[Start of Attachment]

use serde::{Deserialize, Serialize};
use uuid::Uuid;

// ===== DOMAIN MODELS =====

#[derive(Debug, Clone, Copy, PartialEq, Eq, Serialize, Deserialize)]
#[serde(rename_all = "lowercase")]
pub enum Role {
    User,
    Assistant,
}

/// One turn fragment in a conversation. Immutable once appended.
#[derive(Debug, Clone, Serialize, Deserialize)]
pub struct ChatMessage {
    pub role: Role,
    pub content: String,
    /// Wall-clock seconds since the Unix epoch.
    pub timestamp: f64,
}

impl ChatMessage {
    pub fn new(role: Role, content: String) -> Self {
        Self {
            role,
            content,
            timestamp: now_epoch_secs(),
        }
    }
}

/// Full stored conversation history.
///
/// Messages are append-only with nondecreasing timestamps; the use case id
/// is fixed at creation and never changes across continuations.
#[derive(Debug, Clone, Serialize)]
pub struct Conversation {
    pub id: Uuid,
    pub messages: Vec<ChatMessage>,
    pub model_used: String,
    pub created_at: f64,
    pub use_case_id: String,
}

impl Conversation {
    pub fn new(model_used: String, use_case_id: String) -> Self {
        Self {
            id: Uuid::new_v4(),
            messages: Vec::new(),
            model_used,
            created_at: now_epoch_secs(),
            use_case_id,
        }
    }

    /// Append a message, clamping its timestamp so the sequence stays
    /// nondecreasing even under clock adjustments.
    pub fn append(&mut self, mut message: ChatMessage) {
        if let Some(last) = self.messages.last() {
            if message.timestamp < last.timestamp {
                message.timestamp = last.timestamp;
            }
        }
        self.messages.push(message);
    }

    /// Last `n` messages, the slice replayed to the LLM on continuation.
    pub fn context_window(&self, n: usize) -> &[ChatMessage] {
        let start = self.messages.len().saturating_sub(n);
        &self.messages[start..]
    }
}

pub fn now_epoch_secs() -> f64 {
    chrono::Utc::now().timestamp_micros() as f64 / 1_000_000.0
}

// ===== REQUEST MODELS =====

#[derive(Debug, Deserialize)]
pub struct StartConversationRequest {
    pub message: String,
    #[serde(default)]
    pub model: Option<String>,
    #[serde(default)]
    pub temperature: Option<f32>,
    #[serde(default)]
    pub max_tokens: Option<usize>,
}

#[derive(Debug, Deserialize)]
pub struct ContinueConversationRequest {
    pub message: String,
    #[serde(default)]
    pub model: Option<String>,
    #[serde(default)]
    pub temperature: Option<f32>,
    #[serde(default)]
    pub max_tokens: Option<usize>,
}

// ===== RESPONSE MODELS =====

#[derive(Debug, Serialize)]
pub struct ConversationTurnResponse {
    pub conversation_id: Uuid,
    pub response: String,
    pub model_used: String,
    pub timestamp: String,
    pub use_case_id: String,
    pub processing_time: f64,
    pub token_count: usize,
    pub success: bool,
}

#[derive(Debug, Serialize)]
pub struct ConversationView {
    pub conversation_id: Uuid,
    pub messages: Vec<ChatMessage>,
    pub model_used: String,
    pub created_at: f64,
    pub use_case_id: String,
}

impl From<Conversation> for ConversationView {
    fn from(conversation: Conversation) -> Self {
        Self {
            conversation_id: conversation.id,
            messages: conversation.messages,
            model_used: conversation.model_used,
            created_at: conversation.created_at,
            use_case_id: conversation.use_case_id,
        }
    }
}

#[cfg(test)]
mod tests {
    use super::*;

    #[test]
    fn append_keeps_timestamps_nondecreasing() {
        let mut conversation = Conversation::new("m1".to_string(), "100000".to_string());

        let first = ChatMessage {
            role: Role::User,
            content: "hello".to_string(),
            timestamp: 100.0,
        };
        let backdated = ChatMessage {
            role: Role::Assistant,
            content: "hi".to_string(),
            timestamp: 50.0,
        };

        conversation.append(first);
        conversation.append(backdated);

        assert_eq!(conversation.messages[1].timestamp, 100.0);
    }

    #[test]
    fn context_window_takes_last_n() {
        let mut conversation = Conversation::new("m1".to_string(), "100000".to_string());
        for i in 0..30 {
            conversation.append(ChatMessage::new(Role::User, format!("msg {}", i)));
        }

        let window = conversation.context_window(10);
        assert_eq!(window.len(), 10);
        assert_eq!(window[0].content, "msg 20");
        assert_eq!(window[9].content, "msg 29");
    }

    #[test]
    fn context_window_shorter_than_n_returns_all() {
        let mut conversation = Conversation::new("m1".to_string(), "100000".to_string());
        conversation.append(ChatMessage::new(Role::User, "only".to_string()));

        assert_eq!(conversation.context_window(10).len(), 1);
    }

    #[test]
    fn conversation_ids_are_unique() {
        let a = Conversation::new("m1".to_string(), "100000".to_string());
        let b = Conversation::new("m1".to_string(), "100000".to_string());
        assert_ne!(a.id, b.id);
    }
}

[End of Attachment]

[Work task]
Every line from the top of the material above through the line holding "Immutable once appended." should be reproduced word for word, and nothing beyond it.

[Finished task]
use serde::{Deserialize, Serialize};
use uuid::Uuid;

// ===== DOMAIN MODELS =====

#[derive(Debug, Clone, Copy, PartialEq, Eq, Serialize, Deserialize)]
#[serde(rename_all = "lowercase")]
pub enum Role {
    User,
    Assistant,
}

/// One turn fragment in a conversation. Immutable once appended.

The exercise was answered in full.